The court is of opinion that in a proceeding by way of caveat to prevent the emanation of a grant for lands under the provisions of the act of March 1, 1819, or those of the Code of Virginia, all the facts material in the cause and not agreed by the parties should be found by the jury, or if a jury be dispensed with and the whole case submitted to the court upon the law and the facts, should be ascertained by the court; and that the facts so agreed, if any, and those so found by the jury or ascertained by the court necessarily become and should in every case be made a part of the record to the end that in the absence of pleadings in writing and a general verdict, the nature of the controversy and the character and effect of the judgment may distinctly appear and that the latter may be reviewed by the proper appellate tribunal.

And the court is further of opinion that if in such statutory proceeding by caveat the inferior court shall fail to certify and make part of the record, the facts proven by the evidence, but shall in lieu thereof certify the evidence itself, yet if it shall appear to the appellate court that there is no conflict in the parol evidence and that accepting the whole as true, it may [393]*393proceed safely to judgment upon the same, it is the duty of such court so to proceed and to give j udgment according to the very right of the cause.

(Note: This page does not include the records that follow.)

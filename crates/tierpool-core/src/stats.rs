//! Allocation counters and the rendered status summary.
//!
//! Counters are plain integers mutated under the pool's guard; the outstanding
//! byte count lives in an atomic outside the guard and is copied into the
//! snapshot when one is taken. Nothing here influences allocation decisions.

use std::fmt;

use crate::config::PoolMode;

/// Per-class allocation counts and maintenance counts.
#[derive(Debug, Clone, Copy, Default, PartialEq, Eq)]
pub struct PoolCounters {
    /// Successful allocations, including those served by the heap.
    pub total_allocations: u64,
    /// Requests that returned no block after out-of-memory recovery.
    pub failed_allocations: u64,
    pub from_tiny: u64,
    pub from_small: u64,
    pub from_medium: u64,
    /// Non-null releases.
    pub total_releases: u64,
    /// Tiny-class requests that found the arena empty.
    pub tiny_exhaustions: u64,
    pub small_purges: u64,
    pub medium_purges: u64,
    /// Out-of-memory recoveries that flushed both reclaim pools.
    pub oom_flushes: u64,
}

impl PoolCounters {
    /// Allocations served by reuse (tiny arena or a reclaim pool).
    #[must_use]
    pub fn pooled(&self) -> u64 {
        self.from_tiny + self.from_small + self.from_medium
    }

    /// Allocations that went to the general heap.
    #[must_use]
    pub fn heap_fallbacks(&self) -> u64 {
        self.total_allocations.saturating_sub(self.pooled())
    }

    /// Allocations not yet matched by a release since the last reset.
    #[must_use]
    pub fn live_estimate(&self) -> i64 {
        self.total_allocations as i64 - self.total_releases as i64
    }
}

/// Point-in-time view of a pool.
#[derive(Debug, Clone, PartialEq, Eq)]
pub struct StatusSnapshot {
    pub mode: PoolMode,
    pub counters: PoolCounters,
    pub tiny_free: usize,
    pub tiny_cells: usize,
    pub tiny_cell_size: usize,
    pub small_len: usize,
    pub small_capacity: usize,
    pub small_threshold: usize,
    pub medium_len: usize,
    pub medium_capacity: usize,
    pub medium_threshold: usize,
    /// Bytes currently held from the general heap, size headers included.
    pub outstanding_bytes: usize,
}

impl StatusSnapshot {
    /// Percentage of the tiny arena currently free.
    #[must_use]
    pub fn tiny_free_percent(&self) -> f64 {
        percent(self.tiny_free as u64, self.tiny_cells as u64)
    }

    /// One line describing where allocations were served from.
    #[must_use]
    pub fn allocation_ratio_line(&self) -> String {
        let c = &self.counters;
        if c.total_allocations == 0 {
            return "No allocations made yet.".to_string();
        }
        let total = c.total_allocations;
        format!(
            "Share of allocations: {:5.1}% <= {}b (tiny), {:5.1}% <= {}b (small), \
             {:5.1}% <= {}b (medium), {:5.1}% heap",
            percent(c.from_tiny, total),
            self.tiny_cell_size,
            percent(c.from_small, total),
            self.small_threshold,
            percent(c.from_medium, total),
            self.medium_threshold,
            percent(c.heap_fallbacks(), total),
        )
    }
}

fn percent(part: u64, whole: u64) -> f64 {
    if whole == 0 {
        0.0
    } else {
        100.0 * part as f64 / whole as f64
    }
}

impl fmt::Display for StatusSnapshot {
    fn fmt(&self, f: &mut fmt::Formatter<'_>) -> fmt::Result {
        writeln!(f, "{}", self.allocation_ratio_line())?;
        writeln!(
            f,
            "Pool sizes ({}): tiny {:5}/{} x {}b free ({:5.1}%), small {:5}/{} x {}b, medium {:5}/{} x {}b",
            self.mode.as_str(),
            self.tiny_free,
            self.tiny_cells,
            self.tiny_cell_size,
            self.tiny_free_percent(),
            self.small_len,
            self.small_capacity,
            self.small_threshold,
            self.medium_len,
            self.medium_capacity,
            self.medium_threshold,
        )?;
        writeln!(
            f,
            "Heap fallbacks: {}; outstanding heap bytes: {}",
            self.counters.heap_fallbacks(),
            self.outstanding_bytes
        )?;
        write!(
            f,
            "Small pool purges: {}; medium pool purges: {}; oom flushes: {}",
            self.counters.small_purges, self.counters.medium_purges, self.counters.oom_flushes
        )
    }
}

And the court is further of opinion that in the parol testimony certified by the Circuit court in this cause there is no conflict nor discrepancy in any material particular, but that the same may fairly and properly be regarded as entirely consistent throughout and as devolving no duty or necessity upon the court to distinguish between the different witnesses or the different degrees of weight and credibility to which their testimony may be entitled; and that this court may safely proceed to review the judgment upon the certificate of the judge of the Circuit court together with the facts agreed in the cause, and that it is its duty so to proceed and to render its judgment between the parties upon the whole case.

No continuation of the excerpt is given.